The problem:
The response should be the data again, identical in every line.

Data to examine:
//! Time helpers
//!
//! Timestamps are UTC milliseconds (i64) everywhere.

use chrono::{DateTime, Datelike, NaiveDate, TimeZone, Utc};

/// Current UTC timestamp in milliseconds
pub fn now_millis() -> i64 {
    Utc::now().timestamp_millis()
}

/// Update-time window for change reports
#[derive(Debug, Clone, Copy, PartialEq, Eq, Default)]
pub enum ReportWindow {
    /// Trailing 7 days
    #[default]
    Week,
    /// Calendar month to date
    Month,
    /// Calendar year to date
    Year,
    /// Explicit inclusive range (millis)
    Range { start: i64, end: i64 },
}

impl ReportWindow {
    /// Resolve to inclusive `(start, end)` millisecond bounds relative to `now`.
    pub fn bounds(&self, now: i64) -> (i64, i64) {
        match *self {
            ReportWindow::Week => (now - 7 * 24 * 60 * 60 * 1000, now),
            ReportWindow::Month => {
                let today = to_datetime(now).date_naive();
                let first = NaiveDate::from_ymd_opt(today.year(), today.month(), 1)
                    .unwrap_or(today);
                (start_of_day_millis(first), now)
            }
            ReportWindow::Year => {
                let today = to_datetime(now).date_naive();
                let first = NaiveDate::from_ymd_opt(today.year(), 1, 1).unwrap_or(today);
                (start_of_day_millis(first), now)
            }
            ReportWindow::Range { start, end } => (start, end),
        }
    }
}

/// Label for the month `offset` months before `now`, e.g. `"Mar 2026"`.
pub fn month_label(now: i64, offset: u32) -> String {
    let today = to_datetime(now).date_naive();
    let total = today.year() * 12 + today.month0() as i32 - offset as i32;
    let (year, month0) = (total.div_euclid(12), total.rem_euclid(12) as u32);
    let date = NaiveDate::from_ymd_opt(year, month0 + 1, 1)
        .unwrap_or(today);
    date.format("%b %Y").to_string()
}

fn to_datetime(millis: i64) -> DateTime<Utc> {
    Utc.timestamp_millis_opt(millis).single().unwrap_or_else(Utc::now)
}

fn start_of_day_millis(date: NaiveDate) -> i64 {
    date.and_hms_opt(0, 0, 0)
        .map(|dt| Utc.from_utc_datetime(&dt).timestamp_millis())
        .unwrap_or_default()
}

#[cfg(test)]
mod tests {
    use super::*;

    // 2026-08-23 12:00:00 UTC
    const NOW: i64 = 1_787_486_400_000;

    #[test]
    fn week_window_is_trailing_seven_days() {
        let (start, end) = ReportWindow::Week.bounds(NOW);
        assert_eq!(end, NOW);
        assert_eq!(end - start, 7 * 24 * 60 * 60 * 1000);
    }

    #[test]
    fn month_window_starts_on_the_first() {
        let (start, end) = ReportWindow::Month.bounds(NOW);
        let date = to_datetime(start).date_naive();
        assert_eq!(date.day(), 1);
        assert_eq!(date.month(), to_datetime(NOW).date_naive().month());
        assert_eq!(end, NOW);
    }

    #[test]
    fn year_window_starts_in_january() {
        let (start, _) = ReportWindow::Year.bounds(NOW);
        let date = to_datetime(start).date_naive();
        assert_eq!((date.month(), date.day()), (1, 1));
    }

    #[test]
    fn month_labels_walk_backwards_across_year_boundaries() {
        // NOW is in 2026; offset by current month0 + 1 lands in the prior year
        let current = to_datetime(NOW).date_naive();
        let label = month_label(NOW, current.month0() + 1);
        assert!(label.ends_with(&(current.year() - 1).to_string()));
    }
}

Problem solution:
//! Time helpers
//!
//! Timestamps are UTC milliseconds (i64) everywhere.

use chrono::{DateTime, Datelike, NaiveDate, TimeZone, Utc};

/// Current UTC timestamp in milliseconds
pub fn now_millis() -> i64 {
    Utc::now().timestamp_millis()
}

/// Update-time window for change reports
#[derive(Debug, Clone, Copy, PartialEq, Eq, Default)]
pub enum ReportWindow {
    /// Trailing 7 days
    #[default]
    Week,
    /// Calendar month to date
    Month,
    /// Calendar year to date
    Year,
    /// Explicit inclusive range (millis)
    Range { start: i64, end: i64 },
}

impl ReportWindow {
    /// Resolve to inclusive `(start, end)` millisecond bounds relative to `now`.
    pub fn bounds(&self, now: i64) -> (i64, i64) {
        match *self {
            ReportWindow::Week => (now - 7 * 24 * 60 * 60 * 1000, now),
            ReportWindow::Month => {
                let today = to_datetime(now).date_naive();
                let first = NaiveDate::from_ymd_opt(today.year(), today.month(), 1)
                    .unwrap_or(today);
                (start_of_day_millis(first), now)
            }
            ReportWindow::Year => {
                let today = to_datetime(now).date_naive();
                let first = NaiveDate::from_ymd_opt(today.year(), 1, 1).unwrap_or(today);
                (start_of_day_millis(first), now)
            }
            ReportWindow::Range { start, end } => (start, end),
        }
    }
}

/// Label for the month `offset` months before `now`, e.g. `"Mar 2026"`.
pub fn month_label(now: i64, offset: u32) -> String {
    let today = to_datetime(now).date_naive();
    let total = today.year() * 12 + today.month0() as i32 - offset as i32;
    let (year, month0) = (total.div_euclid(12), total.rem_euclid(12) as u32);
    let date = NaiveDate::from_ymd_opt(year, month0 + 1, 1)
        .unwrap_or(today);
    date.format("%b %Y").to_string()
}

fn to_datetime(millis: i64) -> DateTime<Utc> {
    Utc.timestamp_millis_opt(millis).single().unwrap_or_else(Utc::now)
}

fn start_of_day_millis(date: NaiveDate) -> i64 {
    date.and_hms_opt(0, 0, 0)
        .map(|dt| Utc.from_utc_datetime(&dt).timestamp_millis())
        .unwrap_or_default()
}

#[cfg(test)]
mod tests {
    use super::*;

    // 2026-08-23 12:00:00 UTC
    const NOW: i64 = 1_787_486_400_000;

    #[test]
    fn week_window_is_trailing_seven_days() {
        let (start, end) = ReportWindow::Week.bounds(NOW);
        assert_eq!(end, NOW);
        assert_eq!(end - start, 7 * 24 * 60 * 60 * 1000);
    }

    #[test]
    fn month_window_starts_on_the_first() {
        let (start, end) = ReportWindow::Month.bounds(NOW);
        let date = to_datetime(start).date_naive();
        assert_eq!(date.day(), 1);
        assert_eq!(date.month(), to_datetime(NOW).date_naive().month());
        assert_eq!(end, NOW);
    }

    #[test]
    fn year_window_starts_in_january() {
        let (start, _) = ReportWindow::Year.bounds(NOW);
        let date = to_datetime(start).date_naive();
        assert_eq!((date.month(), date.day()), (1, 1));
    }

    #[test]
    fn month_labels_walk_backwards_across_year_boundaries() {
        // NOW is in 2026; offset by current month0 + 1 lands in the prior year
        let current = to_datetime(NOW).date_naive();
        let label = month_label(NOW, current.month0() + 1);
        assert!(label.ends_with(&(current.year() - 1).to_string()));
    }
}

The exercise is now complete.